The Andy Warhol Foundation of Visual Arts believes that part of growing the community of innovative artists means supporting vibrant, under-the-radar artistic activity in diverse regions across the country. To date, the Foundation’s Regional Regranting Program has supported more than 150 projects spearheaded by non-incorporated artist collectives in Chicago, Houston, Kansas City, Portland and San Francisco. Now the foundation is expanding its support to Miami-based artists with new series of grants called WaveMaker Grants.
Launched in conjunction with Cannonball, a Miami-based non-profit arts organization that is also part of the Warhol Foundation’s Regional Regranting Program, WaveMaker Grants support artists, unincorporated artist-run spaces, and artist-centric projects that engage diverse audiences and contribute to the contemporary art community in Miami-Dade County.
“The Warhol Foundation is excited to add Cannonball to its growing network of regional re-granting organizations around the country,” said Rachel Bers, the Foundation’s Program Director. “We are confident that the burgeoning community of self-organized artists in Miami will be well served by the thoughtful approach Cannonball is taking to the WaveMaker program and that many great projects will be realized with its support.”
So how does the program work? Well, it’s simple. The Andy Warhol Foundation will award 10-15 WaveMaker Grants that range from $2,000 to $5,000 to Miami-based artists and artist-centric projects. The projects can range from solo and group exhibitions to public performances, workshops, and lectures, but all must be based in Miami-Dade County and “must have a public component, engage diverse audiences, and contribute to contemporary art discourse in the city.”
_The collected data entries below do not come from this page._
//! Text sanitizer: maps typographic Unicode to the small glyph set every backend can draw.
//!
//! The output alphabet is printable ASCII, `\n`, `\t`, the Latin-1 supplement and
//! Latin Extended-A/B letters (U+00A1..=U+024F), and the canonical bullet `•`.
//! Every replacement produces characters from that alphabet, which is what makes
//! `sanitize` idempotent.

/// Canonical bullet glyph emitted for every decorative bullet variant.
pub const BULLET: char = '•';

/// Sanitizes a résumé body. Pure and total: any input yields a (possibly empty) string.
///
/// - typographic quotes → `'` / `"`
/// - em/en dashes, minus and non-breaking hyphens → `-`
/// - non-breaking and typographic spaces → ` `
/// - `…` → `...`
/// - decorative bullets → `•`
/// - check marks → `[x]`, crosses and empty ballot boxes → `[ ]`
/// - `\r\n` and lone `\r` → `\n`
/// - everything else outside the output alphabet is dropped
pub fn sanitize(text: &str) -> String {
    let mut out = String::with_capacity(text.len());
    let mut chars = text.chars().peekable();

    while let Some(c) = chars.next() {
        if c == '\r' {
            if chars.peek() == Some(&'\n') {
                chars.next();
            }
            out.push('\n');
            continue;
        }

        match replacement(c) {
            Some(rep) => out.push_str(rep),
            None if is_kept(c) => out.push(c),
            None => {}
        }
    }

    out
}

fn replacement(c: char) -> Option<&'static str> {
    let rep = match c {
        '\u{2018}' | '\u{2019}' | '\u{201A}' | '\u{201B}' | '\u{2032}' => "'",
        '\u{201C}' | '\u{201D}' | '\u{201E}' | '\u{201F}' | '\u{2033}' => "\"",
        '\u{2010}' | '\u{2011}' | '\u{2012}' | '\u{2013}' | '\u{2014}' | '\u{2015}'
        | '\u{2212}' => "-",
        '\u{00A0}' | '\u{2002}' | '\u{2003}' | '\u{2004}' | '\u{2005}' | '\u{2006}'
        | '\u{2007}' | '\u{2008}' | '\u{2009}' | '\u{200A}' | '\u{202F}' | '\u{205F}'
        | '\u{3000}' => " ",
        '\u{2026}' => "...",
        '\u{25CF}' | '\u{25AA}' | '\u{25A0}' | '\u{25E6}' | '\u{2023}' | '\u{2043}'
        | '\u{2219}' | '\u{00B7}' | '\u{25C6}' | '\u{2666}' | '\u{25BA}' | '\u{25B8}'
        | '\u{27A4}' | '\u{2756}' | '\u{25A1}' | '\u{25CB}' | '\u{2605}' | '\u{2606}'
        | '\u{2794}' | '\u{2192}' => "\u{2022}",
        '\u{2713}' | '\u{2714}' | '\u{2611}' | '\u{2705}' => "[x]",
        '\u{2717}' | '\u{2718}' | '\u{2610}' | '\u{274C}' | '\u{2612}' => "[ ]",
        '\u{FB00}' => "ff",
        '\u{FB01}' => "fi",
        '\u{FB02}' => "fl",
        '\u{FB03}' => "ffi",
        '\u{FB04}' => "ffl",
        _ => return None,
    };
    Some(rep)
}

fn is_kept(c: char) -> bool {
    match c {
        '\n' | '\t' => true,
        ' '..='~' => true,
        // soft hyphen is invisible in source text and would render as a stray dash
        '\u{00AD}' => false,
        '\u{00A1}'..='\u{024F}' => true,
        BULLET => true,
        _ => false,
    }
}

#[cfg(test)]
mod tests {
    use super::*;

    #[test]
    fn test_smart_quotes_become_straight() {
        assert_eq!(sanitize("\u{201C}Hi\u{201D} it\u{2019}s"), "\"Hi\" it's");
    }

    #[test]
    fn test_dashes_become_hyphen() {
        assert_eq!(sanitize("2019 \u{2013} 2021 \u{2014} now"), "2019 - 2021 - now");
    }

    #[test]
    fn test_nbsp_and_ellipsis() {
        assert_eq!(sanitize("a\u{00A0}b\u{2026}"), "a b...");
    }

    #[test]
    fn test_decorative_bullets_fold_to_canonical() {
        assert_eq!(sanitize("\u{25CF} one\n\u{25AA} two\n\u{27A4} three"), "• one\n• two\n• three");
    }

    #[test]
    fn test_checkmarks_become_tags() {
        assert_eq!(sanitize("\u{2714} Rust \u{2718} Go"), "[x] Rust [ ] Go");
    }

    #[test]
    fn test_strips_control_and_out_of_range() {
        assert_eq!(sanitize("a\u{0007}b\u{200B}c\u{1F600}d\u{FEFF}"), "abcd");
    }

    #[test]
    fn test_crlf_normalized() {
        assert_eq!(sanitize("a\r\nb\rc\n"), "a\nb\nc\n");
    }

    #[test]
    fn test_latin_accents_preserved() {
        assert_eq!(sanitize("Résumé Łódź"), "Résumé Łódź");
    }

    #[test]
    fn test_ligatures_expanded() {
        assert_eq!(sanitize("\u{FB01}nance of\u{FB02}ow"), "finance offlow");
    }

    #[test]
    fn test_idempotent_on_mixed_input() {
        let samples = [
            "",
            "plain ascii",
            "\u{201C}quoted\u{201D} \u{2014} \u{2026} \u{25CF} \u{2713} \u{2717}\r\n\u{00A0}",
            "\u{00AD}\u{0085}\u{009F}\u{3000}\u{FB03}\u{2022}\t",
            "Łódź • 2020–Present ✔",
        ];
        for s in samples {
            let once = sanitize(s);
            assert_eq!(sanitize(&once), once, "sanitize not idempotent for {s:?}");
        }
    }

    #[test]
    fn test_empty_is_empty() {
        assert_eq!(sanitize(""), "");
    }
}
Grantees will be selected by an independent panel of artists and arts professionals from within and outside of the region and a steering committee consisting of local artists and arts professionals will be assembled to help advise the program’s focus, development, and promotion. The Warhol Foundation has also committed to two years of the re-granting program, with the potential for continued support.
“Miami is in a perpetual state of becoming—a flux of identities, cultures, geographies, and built environs,” said Christopher Cook, Executive Director of Cannonball. “Artists and their projects—exhibitions, spaces, performances, collaborations, interventions, etc.—deserve more direct support and attention, which is why Cannonball is bringing WaveMaker Grants to Miami.”
Cannonball joins five established Warhol Foundation re-granting programs in San Francisco (Southern Exposure); Kansas City, MO (Charlotte Street Foundation and Spencer Museum of Art); Chicago (Threewalls and Gallery 400); Houston (Diverse Works, Aurora Picture Show, and Project Row Houses), and Portland, OR (Portland Institute for Contemporary Art).
Full application details and granting guidelines will be available in July, with the first round of awards being announced in February 2015.